== DATA RECORDS ==

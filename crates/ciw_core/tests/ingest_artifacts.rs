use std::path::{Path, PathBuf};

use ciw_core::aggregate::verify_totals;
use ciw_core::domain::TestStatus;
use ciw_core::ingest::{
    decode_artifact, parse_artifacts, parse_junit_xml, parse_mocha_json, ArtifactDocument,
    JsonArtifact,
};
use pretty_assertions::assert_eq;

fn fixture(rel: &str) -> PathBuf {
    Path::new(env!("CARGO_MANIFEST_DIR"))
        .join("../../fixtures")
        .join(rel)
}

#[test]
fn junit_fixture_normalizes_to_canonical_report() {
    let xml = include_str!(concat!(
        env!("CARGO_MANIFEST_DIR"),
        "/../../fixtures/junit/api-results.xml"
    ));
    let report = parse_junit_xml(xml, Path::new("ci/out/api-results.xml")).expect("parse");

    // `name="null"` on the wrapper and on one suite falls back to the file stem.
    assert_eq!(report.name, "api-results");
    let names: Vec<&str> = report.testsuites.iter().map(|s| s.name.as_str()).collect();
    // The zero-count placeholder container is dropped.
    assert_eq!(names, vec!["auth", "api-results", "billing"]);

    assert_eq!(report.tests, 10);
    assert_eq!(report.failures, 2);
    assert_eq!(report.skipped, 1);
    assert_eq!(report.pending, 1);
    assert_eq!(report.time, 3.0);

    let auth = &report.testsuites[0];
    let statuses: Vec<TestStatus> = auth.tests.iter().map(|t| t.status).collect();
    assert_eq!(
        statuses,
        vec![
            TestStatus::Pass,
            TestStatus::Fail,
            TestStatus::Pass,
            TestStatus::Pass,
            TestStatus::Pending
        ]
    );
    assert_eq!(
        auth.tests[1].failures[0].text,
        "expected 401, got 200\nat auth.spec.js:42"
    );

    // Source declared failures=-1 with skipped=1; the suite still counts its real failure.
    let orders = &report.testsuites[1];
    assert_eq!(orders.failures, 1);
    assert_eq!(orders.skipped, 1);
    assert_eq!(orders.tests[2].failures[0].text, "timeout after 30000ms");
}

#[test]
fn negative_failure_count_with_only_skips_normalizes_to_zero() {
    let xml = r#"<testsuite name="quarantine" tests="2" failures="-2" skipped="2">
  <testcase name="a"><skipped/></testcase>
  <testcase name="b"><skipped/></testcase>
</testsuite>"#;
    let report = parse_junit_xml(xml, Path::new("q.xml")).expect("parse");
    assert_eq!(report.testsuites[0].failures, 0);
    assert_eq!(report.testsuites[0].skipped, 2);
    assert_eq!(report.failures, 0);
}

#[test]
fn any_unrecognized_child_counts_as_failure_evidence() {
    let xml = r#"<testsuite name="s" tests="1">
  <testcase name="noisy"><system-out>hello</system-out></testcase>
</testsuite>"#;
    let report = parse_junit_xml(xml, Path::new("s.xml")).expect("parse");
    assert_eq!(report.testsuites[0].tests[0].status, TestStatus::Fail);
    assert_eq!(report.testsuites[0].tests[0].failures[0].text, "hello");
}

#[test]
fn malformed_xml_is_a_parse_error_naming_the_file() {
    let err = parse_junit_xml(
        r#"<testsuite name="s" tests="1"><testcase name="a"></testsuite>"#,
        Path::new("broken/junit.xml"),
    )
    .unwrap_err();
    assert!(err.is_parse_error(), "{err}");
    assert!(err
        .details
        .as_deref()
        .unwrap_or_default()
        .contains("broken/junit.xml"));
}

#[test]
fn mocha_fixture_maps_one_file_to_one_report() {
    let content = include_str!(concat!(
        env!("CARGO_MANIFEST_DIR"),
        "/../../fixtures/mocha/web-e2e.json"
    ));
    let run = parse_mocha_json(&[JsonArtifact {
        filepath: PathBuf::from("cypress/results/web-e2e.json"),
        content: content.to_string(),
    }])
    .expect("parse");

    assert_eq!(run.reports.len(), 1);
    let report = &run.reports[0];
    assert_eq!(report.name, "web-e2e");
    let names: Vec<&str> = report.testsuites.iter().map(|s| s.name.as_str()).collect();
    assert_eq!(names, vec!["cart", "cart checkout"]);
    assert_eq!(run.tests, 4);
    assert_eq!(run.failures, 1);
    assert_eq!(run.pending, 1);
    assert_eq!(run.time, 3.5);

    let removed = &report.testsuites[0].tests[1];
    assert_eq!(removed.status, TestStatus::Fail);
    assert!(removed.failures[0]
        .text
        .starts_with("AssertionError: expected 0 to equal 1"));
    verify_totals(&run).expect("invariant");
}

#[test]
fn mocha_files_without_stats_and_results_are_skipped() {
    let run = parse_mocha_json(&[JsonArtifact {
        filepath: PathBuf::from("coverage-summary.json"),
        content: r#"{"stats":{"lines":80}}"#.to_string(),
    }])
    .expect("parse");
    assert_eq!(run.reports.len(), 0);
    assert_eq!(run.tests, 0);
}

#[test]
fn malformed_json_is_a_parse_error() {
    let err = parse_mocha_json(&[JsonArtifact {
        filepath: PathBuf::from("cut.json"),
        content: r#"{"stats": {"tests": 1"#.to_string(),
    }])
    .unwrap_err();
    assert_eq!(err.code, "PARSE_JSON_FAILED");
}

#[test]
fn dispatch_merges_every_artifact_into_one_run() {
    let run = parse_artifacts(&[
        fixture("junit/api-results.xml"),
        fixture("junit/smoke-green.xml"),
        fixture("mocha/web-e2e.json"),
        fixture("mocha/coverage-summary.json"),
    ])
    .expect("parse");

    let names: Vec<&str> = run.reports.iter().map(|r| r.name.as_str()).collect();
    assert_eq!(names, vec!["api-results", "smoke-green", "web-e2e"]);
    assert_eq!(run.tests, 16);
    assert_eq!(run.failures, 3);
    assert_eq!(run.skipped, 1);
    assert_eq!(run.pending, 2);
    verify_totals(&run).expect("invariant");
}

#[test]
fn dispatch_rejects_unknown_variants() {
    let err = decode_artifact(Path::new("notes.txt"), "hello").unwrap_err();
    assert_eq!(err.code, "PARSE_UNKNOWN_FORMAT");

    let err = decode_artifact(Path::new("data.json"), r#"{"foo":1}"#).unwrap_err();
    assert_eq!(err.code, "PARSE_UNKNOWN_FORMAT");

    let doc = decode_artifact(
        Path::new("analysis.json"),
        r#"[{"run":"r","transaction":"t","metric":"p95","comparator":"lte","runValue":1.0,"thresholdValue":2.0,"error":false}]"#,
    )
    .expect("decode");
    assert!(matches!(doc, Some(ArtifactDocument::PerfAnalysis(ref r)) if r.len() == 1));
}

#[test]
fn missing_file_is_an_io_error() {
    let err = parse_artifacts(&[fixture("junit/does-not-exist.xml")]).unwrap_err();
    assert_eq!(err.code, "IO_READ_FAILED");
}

===

WORK REQUEST: From the data above, how many lines contain the word "reports"? Give the number alone.

EXERCISE SOLUTION: 4